## YOUR ASSIGNMENT
Exercise in exact copying. Transcribe every entry that follows, word for word.

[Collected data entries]
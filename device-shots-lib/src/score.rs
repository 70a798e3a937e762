//! Candidate scoring.

use crate::validate::Candidate;

/// Assigns a comparable quality score to a validated candidate.
///
/// Higher is better. The save step only relies on this ordering, so any
/// scorer can be swapped in without touching the rest of the pipeline.
pub trait Scorer {
    fn score(&self, candidate: &Candidate) -> u64;
}

/// Scores by raw file size: larger files are assumed to carry more detail.
#[derive(Debug, Clone, Copy, Default)]
pub struct FileSizeScorer;

impl Scorer for FileSizeScorer {
    fn score(&self, candidate: &Candidate) -> u64 {
        candidate.size
    }
}

/// Index of the highest-scoring candidate; ties go to the earliest one.
///
/// `Iterator::max_by_key` keeps the *last* maximum, so the scan is explicit.
pub fn best_index(candidates: &[Candidate], scorer: &dyn Scorer) -> Option<(usize, u64)> {
    let mut best: Option<(usize, u64)> = None;
    for (i, candidate) in candidates.iter().enumerate() {
        let score = scorer.score(candidate);
        match best {
            Some((_, top)) if score <= top => {}
            _ => best = Some((i, score)),
        }
    }
    best
}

## EXERCISE OUTPUT
filename device-shots-lib/src/score.rs
repository 70a798e3a937e762
//! Candidate scoring.

use crate::validate::Candidate;

/// Assigns a comparable quality score to a validated candidate.
///
/// Higher is better. The save step only relies on this ordering, so any
/// scorer can be swapped in without touching the rest of the pipeline.
pub trait Scorer {
    fn score(&self, candidate: &Candidate) -> u64;
}

/// Scores by raw file size: larger files are assumed to carry more detail.
#[derive(Debug, Clone, Copy, Default)]
pub struct FileSizeScorer;

impl Scorer for FileSizeScorer {
    fn score(&self, candidate: &Candidate) -> u64 {
        candidate.size
    }
}

/// Index of the highest-scoring candidate; ties go to the earliest one.
///
/// `Iterator::max_by_key` keeps the *last* maximum, so the scan is explicit.
pub fn best_index(candidates: &[Candidate], scorer: &dyn Scorer) -> Option<(usize, u64)> {
    let mut best: Option<(usize, u64)> = None;
    for (i, candidate) in candidates.iter().enumerate() {
        let score = scorer.score(candidate);
        match best {
            Some((_, top)) if score <= top => {}
            _ => best = Some((i, score)),
        }
    }
    best
}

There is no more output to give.